Annual house price growth in the UK was 1.6% in the 12 months to October 2018, the slowest rate of growth since May 2013, data from the latest lender index shows.

Month on month prices were more or less flat, up just 0.2%, taking the average price of a home to £214,534, according to the index from the Nationwide.

Robert Gardner, Nationwide’s chief economist, pointed out that annual price growth has now moved below the 2% to 3% that had prevailed over the previous 12 months.

‘However, this was broadly in line with our expectations, as the squeeze on household budgets and the uncertain economic outlook is likely to have dampened demand, even though borrowing costs remain low by historic standards and unemployment is at 40 year lows,’ he said.

‘We continue to expect house prices to rise by around 1% over the course of 2018. Looking further ahead, much will depend on how broader economic conditions evolve. If the uncertainty lifts in the months ahead, there is scope for activity to pick-up throughout next year,’ he explained.

‘The squeeze on household incomes is already moderating and policy makers have signalled that interest rates are only expected to raise at a modest pace and to a limited extent in the years ahead. Housing market activity still relatively soft,’ he added.

The index report also shows that housing market transactions remain relatively subdued, with little change in activity in recent years. There were 1.2 million transactions in the 12 months to September 2018, still 30% lower than the levels seen in the same period in 2007

The slowest rate of price growth in more than five years is to be expected given the mix of seasonality and wider market instability, according to Russell Quirk, chief executive officer of Emoov.

‘While many were hoping the market may catch a second wind heading towards Christmas this has failed to materialise, and a predictably disappointing Budget where housing is concerned will ensure this air of lethargy remains prevalent over the coming months. Although the market will end 2018 with a limp, not a sprint, it should still match industry predictions where annual performance is concerned,’ he added.

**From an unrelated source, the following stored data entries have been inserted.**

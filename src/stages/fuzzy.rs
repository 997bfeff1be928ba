//! Approximate string matching against the label dictionary.
//!
//! Dissimilarity is the Levenshtein edit distance divided by the longer
//! string's character count. A label is accepted when its dissimilarity is
//! strictly below the threshold, so a lower threshold is stricter.

use std::collections::BTreeSet;

use crate::pipeline::{MappingState, MatchCandidate, MatchMethod, StageContext};
use crate::text::{char_len, normalize_label};

/// Best label found for a query
#[derive(Debug, Clone, PartialEq)]
pub(crate) struct FuzzyHit {
    pub term_id: String,
    pub label: String,
    pub dissimilarity: f64,
}

/// Fuzzy-match spans that have no exact or synonym hit at the same offsets.
///
/// Each span yields at most one match: the lowest dissimilarity, then the
/// shortest term name, then the smallest term ID.
pub fn fuzzy_string_matching(
    mut state: MappingState,
    ctx: &StageContext<'_>,
    ontology_ids: &[String],
    distance_threshold: f64,
    query_len_thresh: usize,
) -> MappingState {
    let mut found = Vec::new();
    for attr in &state.attributes {
        let matched_regions: BTreeSet<(usize, usize)> = state
            .matches()
            .filter(|m| m.origin_key == attr.key)
            .filter(|m| matches!(m.method, MatchMethod::Exact | MatchMethod::Synonym))
            .map(|m| (m.start, m.end))
            .collect();

        let mut queried: BTreeSet<(usize, usize, String)> = BTreeSet::new();
        for span in &attr.spans {
            if matched_regions.contains(&(span.start, span.end)) {
                continue;
            }
            let query = normalize_label(&span.text);
            if char_len(&query) < query_len_thresh
                || !queried.insert((span.start, span.end, query.clone()))
            {
                continue;
            }
            if let Some(hit) = best_fuzzy_hit(ctx, &query, ontology_ids, distance_threshold) {
                found.push(MatchCandidate::from_span(
                    hit.term_id,
                    &attr.key,
                    span,
                    MatchMethod::Fuzzy,
                    1.0 - hit.dissimilarity,
                    format!(
                        "FuzzyStringMatching: '{}' ~ '{}' ({:.3})",
                        query, hit.label, hit.dissimilarity
                    ),
                ));
            }
        }
    }

    for candidate in found {
        state.add_match(candidate);
    }
    tracing::trace!(total = state.match_count(), "fuzzy matching done");
    state
}

pub(crate) fn best_fuzzy_hit(
    ctx: &StageContext<'_>,
    query: &str,
    ontology_ids: &[String],
    distance_threshold: f64,
) -> Option<FuzzyHit> {
    let query_len = char_len(query);
    let lengths = candidate_lengths(query_len, distance_threshold);

    let mut best: Option<(FuzzyHit, usize)> = None;
    for graph in ctx.ontologies.graphs() {
        if !ontology_ids.is_empty() && !ontology_ids.iter().any(|id| id == graph.id()) {
            continue;
        }
        for (label, term_id) in graph.labels_in_len_range(lengths.clone()) {
            let dissimilarity = dissimilarity(query, query_len, label);
            if dissimilarity >= distance_threshold {
                continue;
            }
            let name_len = graph.name(term_id).map(char_len).unwrap_or(usize::MAX);
            let better = match &best {
                None => true,
                Some((current, current_name_len)) => {
                    (dissimilarity, name_len, term_id)
                        < (current.dissimilarity, *current_name_len, current.term_id.as_str())
                }
            };
            if better {
                best = Some((
                    FuzzyHit {
                        term_id: term_id.to_string(),
                        label: label.to_string(),
                        dissimilarity,
                    },
                    name_len,
                ));
            }
        }
    }
    best.map(|(hit, _)| hit)
}

/// Edit distance over the longer length, in characters
fn dissimilarity(query: &str, query_len: usize, label: &str) -> f64 {
    let longest = query_len.max(char_len(label));
    if longest == 0 {
        return 0.0;
    }
    strsim::levenshtein(query, label) as f64 / longest as f64
}

/// Label lengths that could possibly fall under the threshold.
///
/// Edit distance is at least the length difference, so a label of length
/// `l` needs `|l - n| / max(l, n) < t`.
fn candidate_lengths(query_len: usize, threshold: f64) -> std::ops::RangeInclusive<usize> {
    let n = query_len as f64;
    let lo = (n * (1.0 - threshold)).floor() as usize;
    let hi = (n / (1.0 - threshold)).ceil() as usize;
    lo.max(1)..=hi
}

Jonathan Hopper, managing director of Garrington Property Finders, believes that weak confidence and stagnating prices are dominating the market and a stand-off between buyers and sellers on what really is a fair price is not helping.

‘Buyers are looking for a deal which takes into account Brexit uncertainty, while many sellers feel this is already priced in and are increasingly digging in their heels on how low they’ll go to get sold,’ he said.

‘With affordability already stretched, this mismatch on perceived values looks set to continue until a clearer picture emerges of what a post-Brexit UK will look like,’ he added.